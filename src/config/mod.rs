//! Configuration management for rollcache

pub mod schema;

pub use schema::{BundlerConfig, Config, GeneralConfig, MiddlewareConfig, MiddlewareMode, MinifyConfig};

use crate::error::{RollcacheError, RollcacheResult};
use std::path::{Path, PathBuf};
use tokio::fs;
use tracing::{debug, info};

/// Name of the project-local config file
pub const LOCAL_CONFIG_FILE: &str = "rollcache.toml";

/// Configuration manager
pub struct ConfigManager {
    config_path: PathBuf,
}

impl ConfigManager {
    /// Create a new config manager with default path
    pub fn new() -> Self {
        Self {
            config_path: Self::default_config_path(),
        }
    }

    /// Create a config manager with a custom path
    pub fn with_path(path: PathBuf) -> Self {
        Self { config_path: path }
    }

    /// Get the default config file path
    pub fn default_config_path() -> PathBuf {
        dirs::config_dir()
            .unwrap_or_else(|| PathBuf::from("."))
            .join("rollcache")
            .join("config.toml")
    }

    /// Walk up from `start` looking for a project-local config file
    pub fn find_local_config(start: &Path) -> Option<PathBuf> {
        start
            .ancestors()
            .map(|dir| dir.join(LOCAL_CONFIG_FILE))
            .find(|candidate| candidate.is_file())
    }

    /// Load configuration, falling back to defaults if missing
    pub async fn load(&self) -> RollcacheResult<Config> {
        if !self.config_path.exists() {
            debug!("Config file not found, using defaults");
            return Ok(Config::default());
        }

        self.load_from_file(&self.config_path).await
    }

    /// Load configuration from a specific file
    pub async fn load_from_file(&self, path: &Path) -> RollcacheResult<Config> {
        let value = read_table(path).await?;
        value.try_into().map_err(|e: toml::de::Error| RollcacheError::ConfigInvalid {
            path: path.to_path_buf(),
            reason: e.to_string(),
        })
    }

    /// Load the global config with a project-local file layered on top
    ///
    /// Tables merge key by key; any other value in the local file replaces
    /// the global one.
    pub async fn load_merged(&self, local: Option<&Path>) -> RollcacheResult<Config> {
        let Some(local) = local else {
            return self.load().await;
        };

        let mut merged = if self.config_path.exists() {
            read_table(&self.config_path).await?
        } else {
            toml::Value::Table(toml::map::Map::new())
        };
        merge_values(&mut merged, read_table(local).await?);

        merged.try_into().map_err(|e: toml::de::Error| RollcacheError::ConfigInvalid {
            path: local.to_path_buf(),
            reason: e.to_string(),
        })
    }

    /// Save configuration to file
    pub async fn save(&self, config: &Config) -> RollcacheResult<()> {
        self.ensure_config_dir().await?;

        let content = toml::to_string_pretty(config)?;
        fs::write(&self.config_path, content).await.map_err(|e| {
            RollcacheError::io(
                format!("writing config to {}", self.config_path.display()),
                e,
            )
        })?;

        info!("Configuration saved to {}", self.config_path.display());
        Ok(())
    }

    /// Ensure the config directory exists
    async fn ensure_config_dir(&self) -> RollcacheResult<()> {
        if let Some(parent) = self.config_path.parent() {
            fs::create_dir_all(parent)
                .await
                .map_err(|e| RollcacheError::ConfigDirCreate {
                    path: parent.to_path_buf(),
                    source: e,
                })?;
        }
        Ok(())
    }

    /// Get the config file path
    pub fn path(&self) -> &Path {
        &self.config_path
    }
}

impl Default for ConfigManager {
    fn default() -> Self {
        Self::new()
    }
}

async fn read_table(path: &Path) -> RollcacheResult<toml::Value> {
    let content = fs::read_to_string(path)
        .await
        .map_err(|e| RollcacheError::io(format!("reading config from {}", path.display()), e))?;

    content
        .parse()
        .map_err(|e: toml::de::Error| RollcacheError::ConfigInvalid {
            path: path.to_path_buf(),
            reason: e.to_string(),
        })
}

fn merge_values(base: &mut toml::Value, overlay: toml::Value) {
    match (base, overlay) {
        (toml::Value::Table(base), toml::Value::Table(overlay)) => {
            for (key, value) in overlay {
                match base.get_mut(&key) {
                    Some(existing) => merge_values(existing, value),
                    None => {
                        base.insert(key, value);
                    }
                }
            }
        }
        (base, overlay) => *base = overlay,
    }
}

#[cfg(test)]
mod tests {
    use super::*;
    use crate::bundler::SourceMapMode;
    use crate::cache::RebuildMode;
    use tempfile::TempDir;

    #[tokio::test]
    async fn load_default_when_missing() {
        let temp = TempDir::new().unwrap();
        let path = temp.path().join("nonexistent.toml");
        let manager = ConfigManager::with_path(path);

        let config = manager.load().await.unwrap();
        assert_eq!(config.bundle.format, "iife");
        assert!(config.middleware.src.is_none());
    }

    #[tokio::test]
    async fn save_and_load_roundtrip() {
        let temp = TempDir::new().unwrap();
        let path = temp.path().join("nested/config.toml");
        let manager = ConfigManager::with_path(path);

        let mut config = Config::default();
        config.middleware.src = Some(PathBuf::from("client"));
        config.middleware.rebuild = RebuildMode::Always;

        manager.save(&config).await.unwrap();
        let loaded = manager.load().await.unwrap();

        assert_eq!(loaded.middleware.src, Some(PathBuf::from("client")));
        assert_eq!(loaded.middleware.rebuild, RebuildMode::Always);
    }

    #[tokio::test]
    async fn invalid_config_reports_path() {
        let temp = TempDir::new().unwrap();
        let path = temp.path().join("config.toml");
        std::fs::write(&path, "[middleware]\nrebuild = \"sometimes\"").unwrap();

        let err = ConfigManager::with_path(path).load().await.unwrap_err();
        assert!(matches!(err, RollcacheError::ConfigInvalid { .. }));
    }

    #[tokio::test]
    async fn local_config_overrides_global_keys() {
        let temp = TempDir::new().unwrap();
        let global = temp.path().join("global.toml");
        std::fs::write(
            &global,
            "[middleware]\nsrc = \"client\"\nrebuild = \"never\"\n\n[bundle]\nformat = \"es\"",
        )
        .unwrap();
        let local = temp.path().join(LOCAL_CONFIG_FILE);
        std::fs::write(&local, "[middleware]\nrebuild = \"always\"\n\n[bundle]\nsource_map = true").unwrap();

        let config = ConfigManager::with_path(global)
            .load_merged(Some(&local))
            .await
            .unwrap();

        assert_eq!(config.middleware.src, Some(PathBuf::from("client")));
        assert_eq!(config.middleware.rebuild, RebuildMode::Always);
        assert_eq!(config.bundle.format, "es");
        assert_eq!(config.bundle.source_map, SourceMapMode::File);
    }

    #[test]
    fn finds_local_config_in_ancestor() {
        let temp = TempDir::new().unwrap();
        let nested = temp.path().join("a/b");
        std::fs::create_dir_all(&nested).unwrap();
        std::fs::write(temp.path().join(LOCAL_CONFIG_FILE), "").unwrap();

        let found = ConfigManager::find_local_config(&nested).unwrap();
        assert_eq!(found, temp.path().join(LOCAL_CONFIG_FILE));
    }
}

**Your task**
Starting with the line that contains "assert_eq!(found, temp.path().join(LOCAL_CONFIG_FILE));", return each line through the last one of the data above, exactly as written and nothing more.

**Result of the exercise**
        assert_eq!(found, temp.path().join(LOCAL_CONFIG_FILE));
    }
}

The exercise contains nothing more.